Yazıda Çin’in yükselişini dünyanın şaşkınla seyrettiği belirtidi ve şöyle denildi. “Salvador Dalí’nin 1943 resim Yeni İnsanın Doğuşunu İzleyen Jeopolitik Çocuk, eserinde yumurta benzeri bir dünyadaki Kuzey Amerika kıtasından ortaya çıkarak doğan yetişkin figürünü dikkatle veya heyecanla izleyen çocuk gözükür. II. Dünya Savaşı sırasında yapılmış bu eser, sanatçının Amerika’da yaşarken, II. Dünya savaşı sonrası ABD’nin nasıl bir rol üstleneceği konusundaki yaşadığı endişelerini dile getirir. Bugün, dünya daha iddialı bir Çin’in yükselişiyle karşı karşıya hatta Avustralya’yı koronavirüs salgını yönetimine yönelik eleştiriler konusunda boykot etme tehdidini yaşıyor. Dalí’nin eserindeki çocuk gibiyiz; acaba Asya’da ne izliyoruz?”

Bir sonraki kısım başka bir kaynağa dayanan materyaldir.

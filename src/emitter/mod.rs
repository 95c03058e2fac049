// src/emitter/mod.rs

//! Block classification and LaTeX document emission.
//!
//! Walks the glyph grid in row-major order. Pure-white blocks emit a white
//! placeholder without consuming text; every other block consumes the next
//! printable character from the cyclic [`TextCursor`] and emits it wrapped
//! in a `\color[RGB]` directive set to the block's channel medians. The
//! document goes to the supplied sink; diagnostics go to the log.


use crate::metrics::GlyphMetrics;
use crate::sampler::{self, Grid};
use anyhow::Result;
use image::RgbImage;
use log::{debug, warn};
use std::borrow::Cow;
use std::io::Write;
use thiserror::Error;

/// Glyph emitted for a pure-white block, colored pure white. Functionally
/// blank, but it still occupies its cell.
pub const PLACEHOLDER: char = 'x';

#[derive(Error, Debug, PartialEq, Eq)]
pub enum EmitError {
    /// Every character of the (trimmed) text is non-printable, so no grid
    /// cell could ever be filled.
    #[error("text contains no printable characters")]
    NoPrintableCharacters,
}

/// Document-level knobs carried from the command line.
#[derive(Debug, Clone)]
pub struct DocumentOptions {
    pub font: String,
    pub point_size: f64,
    pub h_correction_pt: f64,
    pub v_correction_pt: f64,
}

/// Cyclic cursor over the source text.
///
/// Yields printable characters in order, skipping everything else, and
/// wraps to the start (with one diagnostic per wrap) once the text is
/// exhausted, so finite text covers arbitrarily large grids.
#[derive(Debug)]
pub struct TextCursor {
    chars: Vec<char>,
    idx: usize,
}

impl TextCursor {
    /// Fails up front when the text holds no printable character at all;
    /// consuming from such a cursor could never terminate.
    pub fn new(text: &str) -> Result<Self, EmitError> {
        let chars: Vec<char> = text.chars().collect();
        if !chars.iter().copied().any(is_printable) {
            return Err(EmitError::NoPrintableCharacters);
        }
        Ok(Self { chars, idx: 0 })
    }

    /// Next printable character, advancing (and possibly wrapping) the
    /// cursor. Non-printable characters are passed over without being
    /// yielded.
    pub fn next_printable(&mut self) -> char {
        loop {
            let ch = self.chars[self.idx];
            self.advance();
            if is_printable(ch) {
                return ch;
            }
        }
    }

    fn advance(&mut self) {
        self.idx += 1;
        if self.idx >= self.chars.len() {
            warn!("ran out of characters, wrapping to the start of the text");
            self.idx = 0;
        }
    }
}

fn is_printable(ch: char) -> bool {
    !ch.is_control()
}

/// LaTeX-safe form of a character. Special characters map to their escaped
/// sequences, newlines become a single space, everything else passes
/// through unchanged.
pub fn escape(ch: char) -> Cow<'static, str> {
    let escaped = match ch {
        '%' => r"\%",
        '$' => r"\$",
        '{' => r"\{",
        '}' => r"\}",
        '_' => r"\_",
        '#' => r"\#",
        '&' => r"\&",
        '<' => r"\textless",
        '^' => r"\^",
        '\\' => r"\textbackslash",
        '\n' => " ",
        _ => return Cow::Owned(ch.to_string()),
    };
    Cow::Borrowed(escaped)
}

/// Emit the complete document for `img` to `out`.
///
/// The grid is derived from the image dimensions and the glyph footprint;
/// remainder pixels are dropped per [`Grid`]. The fixed horizontal spacing
/// correction follows every glyph and the vertical one follows every row.
pub fn render_document<W: Write>(
    out: &mut W,
    img: &RgbImage,
    glyph: GlyphMetrics,
    text: &str,
    opts: &DocumentOptions,
) -> Result<()> {
    let mut cursor = TextCursor::new(text)?;
    let (width, height) = img.dimensions();
    let grid = Grid::new(width, height, glyph);
    debug!(
        "emitting {}x{} glyph grid over {}x{} px image",
        grid.xblocks, grid.yblocks, width, height
    );

    writeln!(out, r"\documentclass[a4paper]{{report}}")?;
    writeln!(out, r"\usepackage{{xcolor}}")?;
    writeln!(out, r"\usepackage{{fontspec}}")?;
    writeln!(out, r"\setmonofont{{{}}}", opts.font)?;
    writeln!(out, r"\begin{{document}}")?;
    writeln!(out, "{{")?;
    writeln!(out, r"\bf")?;
    writeln!(out, r"\renewcommand{{\baselinestretch}}{{0}}")?;
    writeln!(
        out,
        r"\fontsize{{{}pt}}{{{}pt}}\selectfont",
        opts.point_size as i64,
        (1.14 * opts.point_size) as i64
    )?;

    for row in 0..grid.yblocks {
        for col in 0..grid.xblocks {
            let [r, g, b] = sampler::block_median(img, grid, col, row);
            if r == 255 && g == 255 && b == 255 {
                // Blank cell: white placeholder, no character consumed.
                write!(out, r"{{\color[RGB]{{255,255,255}} \texttt{{{PLACEHOLDER}}}}}")?;
            } else {
                let ch = cursor.next_printable();
                write!(
                    out,
                    r"{{\color[RGB]{{{r},{g},{b}}} \texttt{{{}}}}}",
                    escape(ch)
                )?;
            }
            writeln!(out, r"\hspace{{{:.6}pt}}", opts.h_correction_pt)?;
        }
        writeln!(out)?;
        writeln!(out, r"\vspace{{{:.6}pt}}", opts.v_correction_pt)?;
        writeln!(out)?;
    }

    writeln!(out, "}}")?;
    writeln!(out, r"\end{{document}}")?;
    Ok(())
}
// src/sampler.rs

//! Image loading and grid block sampling.
//!
//! The image is exposed as a read-only 8-bit RGB buffer; any alpha channel
//! is discarded at load time. The glyph footprint partitions it into a grid
//! of blocks, and each block is summarized by its per-channel median.

use crate::metrics::GlyphMetrics;
use anyhow::{Context, Result};
use image::RgbImage;
use std::path::Path;

/// Load an image as 8-bit RGB, discarding any alpha channel.
pub fn load_rgb(path: &Path) -> Result<RgbImage> {
    let img = image::open(path)
        .with_context(|| format!("failed to load image {}", path.display()))?;
    Ok(img.to_rgb8())
}

/// Grid of glyph-sized blocks over an image.
///
/// Remainder pixels at the right and bottom edges that do not fill a whole
/// block are dropped, so `xblocks = image_width / block_width` and
/// `yblocks = image_height / block_height` with integer division.
#[derive(Debug, Clone, Copy, PartialEq, Eq)]
pub struct Grid {
    pub xblocks: u32,
    pub yblocks: u32,
    pub block_width: u32,
    pub block_height: u32,
}

impl Grid {
    pub fn new(image_width: u32, image_height: u32, glyph: GlyphMetrics) -> Self {
        Self {
            xblocks: image_width / glyph.width_px,
            yblocks: image_height / glyph.height_px,
            block_width: glyph.width_px,
            block_height: glyph.height_px,
        }
    }
}

/// Per-channel medians of the block at grid position (`col`, `row`).
///
/// Median rather than mean, so single outlier pixels inside a block do not
/// shift its color.
pub fn block_median(img: &RgbImage, grid: Grid, col: u32, row: u32) -> [u8; 3] {
    let x0 = col * grid.block_width;
    let y0 = row * grid.block_height;
    let mut channels: [Vec<u8>; 3] = Default::default();
    for y in y0..y0 + grid.block_height {
        for x in x0..x0 + grid.block_width {
            let px = img.get_pixel(x, y);
            for (c, samples) in channels.iter_mut().enumerate() {
                samples.push(px.0[c]);
            }
        }
    }
    [
        median(&mut channels[0]),
        median(&mut channels[1]),
        median(&mut channels[2]),
    ]
}

/// Median of a non-empty sample set; even-sized populations take the
/// truncated mean of the two middle values.
fn median(values: &mut [u8]) -> u8 {
    values.sort_unstable();
    let n = values.len();
    if n % 2 == 1 {
        values[n / 2]
    } else {
        ((u16::from(values[n / 2 - 1]) + u16::from(values[n / 2])) / 2) as u8
    }
}
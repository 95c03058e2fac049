// src/cli.rs

//! Command-line surface.
//!
//! Two positionals (the text file and the image) plus the spacing, font and
//! size corrections. The generated LaTeX lands on stdout and is meant to be
//! compiled with LuaLaTeX; with manual tweaking other engines may work too.

use clap::Parser;
use std::path::PathBuf;

const LONG_ABOUT: &str = "\
Output on stdout a .tex file where TEXTFILE is laid over IMG. The .tex file \
is meant to be compiled by LuaLaTeX, but with manual tweaking it could \
possibly be compiled with other engines.

Note that TEXTFILE should be trimmed of all line structure beforehand, as \
the program does not reflow it automagically. For example, instead of

    #include <stdio.h>
    #include <stdlib.h>

    int main(int argc, char** argv){
        printf(\"%d\\n\", 42);
    }

use

    #include <stdio.h> #include <stdlib.h> int main(int argc,
    char** argv){printf(\"%d\\n\", 42);}

to get the picture correctly filled.";

/// Lay a text file over an image as colored monospace glyphs.
#[derive(Parser, Debug)]
#[command(name = "textpaint", about, long_about = LONG_ABOUT)]
pub struct Args {
    /// Text file to use. Will use it as it is, apart from trimming
    /// leading and trailing whitespace.
    #[arg(value_name = "TEXTFILE")]
    pub textfile: PathBuf,

    /// Image to use.
    #[arg(value_name = "IMG")]
    pub img: PathBuf,

    /// Horizontal kerning correction in pt.
    #[arg(short = 'x', default_value_t = -2.5, allow_hyphen_values = true)]
    pub h_correction_pt: f64,

    /// Interline spacing correction in pt.
    #[arg(short = 'y', default_value_t = -1.2, allow_hyphen_values = true)]
    pub v_correction_pt: f64,

    /// Font to use.
    #[arg(short = 'f', default_value = "Inconsolata")]
    pub font: String,

    /// Size to use in points.
    #[arg(short = 'p', default_value_t = 5.0)]
    pub point_size: f64,

    /// Where the metrics probe exports its reference canvas. Overwritten on
    /// every run and never cleaned up; pass distinct paths to run several
    /// instances concurrently.
    #[arg(long = "probe-file", default_value = "/tmp/textpaint-probe.png")]
    pub probe_file: PathBuf,
}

Analizde şunlar kaydedildi: “ABD, Büyük Buhran ve 2. Dünya Savaşı’nın ardından hızlı dünyanın iki süper gücünden biri haline geldi. Salgının ardında yaşanacak ekonomik deprem, bugün Çin’in konumunu hızla geliştirebilir. Pandemi, ABD stratejistlerinin düşündüğünden çok daha kısa bir süre içinde Çin’in dünya düzeni içindeki konumunu değiştirebilir.”

Yazının finalinde ABD ve liberal dünya düzenini korumak için kararlı olan müttefiklerine hızlı hareket etmeleri önersinde bulunularak “Aksi takdirde, önümüzdeki çeyrek yüzyılda 100 yıl önce gerçekleşen hızlı değişimlerinin benzerini görebiliriz, ancak bu sefer ABD’nin hakimiyeti ile sona ermeyecek. Dünyanın sürücü koltuğunda oturan Rusya ve İran da Çin’in yükselişi ile yıkılacaklar.” uyarısı yapıldı.